LOICE MUTAI...........................................................CLAIMANT

VERSUS

KENYA REVENUE AUTHORITY.......................RESPONDENT

RULING

1. By a Notice of Motion dated 18th April 2017 and filed in court on 19th April 2017, the Claimant seeks an order directing the Respondent to reinstate her back to work.

2. The application, which is supported by the Claimant’s application is based on the following grounds:

a) That the Claimant worked in the Respondent’s Customs Department from 10th January 2011 until 3rd October 2013 when she was suspended;

b) That by her letter dated 17th October 2013, the Claimant responded to all the allegations made against her and later appeared before the Disciplinary Committee on 24th November 2015. However, the Respondent was yet to communicate its decision to the Claimant. The Respondent had also declined to supply the Claimant with the documents relied on in relation to her case;

c) That the Claimant’s suspension had dragged on for long thus violating her rights under the Constitution and the law, as well as the Respondent’s Employee Code of Conduct and guidelines on handling cases of public officers suspected of involvement in corrupt practices issued on 24th May 2010;

d) That it is in the interest of justice that the application be allowed as prayed.

3. In its grounds of opposition filed on 2nd May 2017, the Respondent states as follows:

a) That the Claimant seeks to prosecute her claim at the interlocutory stage;

b) That the application is misconceived as the Claimant has not been dismissed to warrant reinstatement under Section 12(3) of the Employment and Labour Relations Court Act;

c) That the determination as to the legality or otherwise of the delay in taking administrative action can only be explained by way of taking evidence during the hearing upon presentation of facts;

d) That there is prima facie, sufficient ground on the suspension letter for the Respondent to exercise the right of disciplinary action against the Claimant;

e) That the Claimant has not demonstrated that she will suffer irreparable harm if the application is not granted;

f) That no exceptional circumstances have been demonstrated to warrant an order for reinstatement;

g) That the hearing of the claim would be rendered nugatory if the order for reinstatement is granted.

4. By consent of the parties, the application was canvassed by way of written submissions. In her submissions filed on 9th May 2017, the Claimant states that her right to fair administrative action under Article 47 of the Constitution and the Fair Administrative Action Act have been violated.
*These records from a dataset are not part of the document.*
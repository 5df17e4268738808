//! Plain-text report adapter: one symbol per line, aligned return tables.

use crate::domain::error::AnalyzerError;
use crate::domain::returns::AnnualizedReturn;
use crate::ports::report_port::ReportPort;
use std::fmt::{self, Write};

pub struct TextReportAdapter;

fn pct(value: f64) -> String {
    format!("{:.2}%", value * 100.0)
}

fn report_error(e: fmt::Error) -> AnalyzerError {
    AnalyzerError::Report {
        reason: e.to_string(),
    }
}

impl ReportPort for TextReportAdapter {
    fn render_symbols(&self, symbols: &[String]) -> Result<String, AnalyzerError> {
        let mut out = String::new();
        for symbol in symbols {
            out.push_str(symbol);
            out.push('\n');
        }
        Ok(out)
    }

    fn render_returns(&self, returns: &[AnnualizedReturn]) -> Result<String, AnalyzerError> {
        // Format padding counts chars, so the column width must too.
        let width = returns
            .iter()
            .map(|r| r.symbol.chars().count())
            .chain(std::iter::once("SYMBOL".len()))
            .max()
            .unwrap_or(0);

        let mut out = String::new();
        writeln!(out, "{:<width$}  {:>10}  {:>10}", "SYMBOL", "SIMPLE", "ANNUALIZED")
            .map_err(report_error)?;
        for r in returns {
            writeln!(
                out,
                "{:<width$}  {:>10}  {:>10}",
                r.symbol,
                pct(r.simple_return),
                pct(r.annualized_return),
            )
            .map_err(report_error)?;
        }
        Ok(out)
    }
}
5. On its part, the Respondent submits that the relationship between the parties being one of employer/employee does not come within the purview of fair administrative action. In advancing its argument, the Respondent referred to the decision in Edwin Nyamanga v Silver Holdings Ltd [2014] eKLRwhereRadido Jrendered himself as follows:

“The Court is of the view that the issue of the inter play between an employer’s decision to terminate the services of an employee ought to be resolved on the basis of Article 41 of the Constitution and the primary employment/labour relation statutes such as Employment Act, Labour Institutions Act and Labour Relations Act and not Articleof the Constitution.”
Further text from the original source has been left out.